Exercise prompt -> Say how many lines in the following entries include "common", and add nothing else.

Provided information ->

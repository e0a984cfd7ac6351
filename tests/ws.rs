//! Live-server WebSocket tests: subscribe, trigger a REST mutation, and
//! receive the resulting ledger event.

#![allow(clippy::panic)]

mod common;

use std::net::SocketAddr;
use std::time::Duration;

use futures_util::{SinkExt, StreamExt};
use serde_json::{Value, json};
use tokio_tungstenite::tungstenite::Message;

use common::{Harness, OWNER, TOKEN};

type Socket =
    tokio_tungstenite::WebSocketStream<tokio_tungstenite::MaybeTlsStream<tokio::net::TcpStream>>;

async fn spawn_server(h: &Harness) -> SocketAddr {
    let Ok(listener) = tokio::net::TcpListener::bind("127.0.0.1:0").await else {
        panic!("bind failed");
    };
    let Ok(addr) = listener.local_addr() else {
        panic!("no local addr");
    };
    let app = h.app.clone();
    tokio::spawn(async move {
        let _ = axum::serve(listener, app).await;
    });
    addr
}

async fn connect(addr: SocketAddr) -> Socket {
    let Ok((socket, _)) = tokio_tungstenite::connect_async(format!("ws://{addr}/ws")).await else {
        panic!("ws connect failed");
    };
    socket
}

async fn send_command(socket: &mut Socket, id: &str, payload: Value) {
    let msg = json!({
        "id": id,
        "type": "command",
        "timestamp": chrono::Utc::now(),
        "payload": payload,
    });
    let Ok(()) = socket.send(Message::text(msg.to_string())).await else {
        panic!("ws send failed");
    };
}

async fn next_json(socket: &mut Socket) -> Value {
    loop {
        let Ok(Some(Ok(msg))) = tokio::time::timeout(Duration::from_secs(5), socket.next()).await
        else {
            panic!("no ws message within timeout");
        };
        if let Message::Text(text) = msg {
            let Ok(value) = serde_json::from_str::<Value>(text.as_str()) else {
                panic!("ws message is not JSON");
            };
            return value;
        }
    }
}

async fn post_pool(addr: SocketAddr, name: &str) {
    let Ok(response) = reqwest::Client::new()
        .post(format!("http://{addr}/api/v1/pools"))
        .header("x-account-id", OWNER)
        .json(&json!({ "name": name, "asset": TOKEN, "price_per_unit": "100" }))
        .send()
        .await
    else {
        panic!("http request failed");
    };
    assert_eq!(response.status().as_u16(), 201);
}

#[tokio::test]
async fn subscriber_receives_pool_created() {
    let h = Harness::new();
    let addr = spawn_server(&h).await;
    let mut socket = connect(addr).await;

    send_command(
        &mut socket,
        "sub-1",
        json!({ "command": "subscribe", "pool_names": ["tokenPool"] }),
    )
    .await;
    let ack = next_json(&mut socket).await;
    assert_eq!(ack["type"], "response");
    assert_eq!(ack["id"], "sub-1");
    assert_eq!(ack["payload"]["count"], 1);

    post_pool(addr, "otherPool").await;
    post_pool(addr, "tokenPool").await;

    let event = next_json(&mut socket).await;
    assert_eq!(event["type"], "event");
    assert_eq!(event["payload"]["event_type"], "pool_created");
    assert_eq!(event["payload"]["pool"], "tokenPool");
    assert_eq!(event["payload"]["owner"], OWNER);
}

#[tokio::test]
async fn get_pool_command_returns_record() {
    let h = Harness::new();
    let addr = spawn_server(&h).await;
    post_pool(addr, "tokenPool").await;
    let mut socket = connect(addr).await;

    send_command(
        &mut socket,
        "q-1",
        json!({ "command": "get_pool", "pool_name": "tokenPool" }),
    )
    .await;
    let response = next_json(&mut socket).await;
    assert_eq!(response["type"], "response");
    assert_eq!(response["payload"]["name"], "tokenPool");
    assert_eq!(response["payload"]["size"], "0");

    send_command(
        &mut socket,
        "q-2",
        json!({ "command": "get_pool", "pool_name": "missing" }),
    )
    .await;
    let response = next_json(&mut socket).await;
    assert_eq!(response["type"], "error");
    assert_eq!(response["payload"]["code"], 404);
}

#[tokio::test]
async fn malformed_and_unknown_commands_error() {
    let h = Harness::new();
    let addr = spawn_server(&h).await;
    let mut socket = connect(addr).await;

    let Ok(()) = socket.send(Message::text("not json")).await else {
        panic!("ws send failed");
    };
    let response = next_json(&mut socket).await;
    assert_eq!(response["type"], "error");
    assert_eq!(response["payload"]["code"], 400);

    send_command(&mut socket, "x", json!({ "command": "swap" })).await;
    let response = next_json(&mut socket).await;
    assert_eq!(response["type"], "error");
    assert_eq!(response["payload"]["code"], 404);
}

Task result -> 2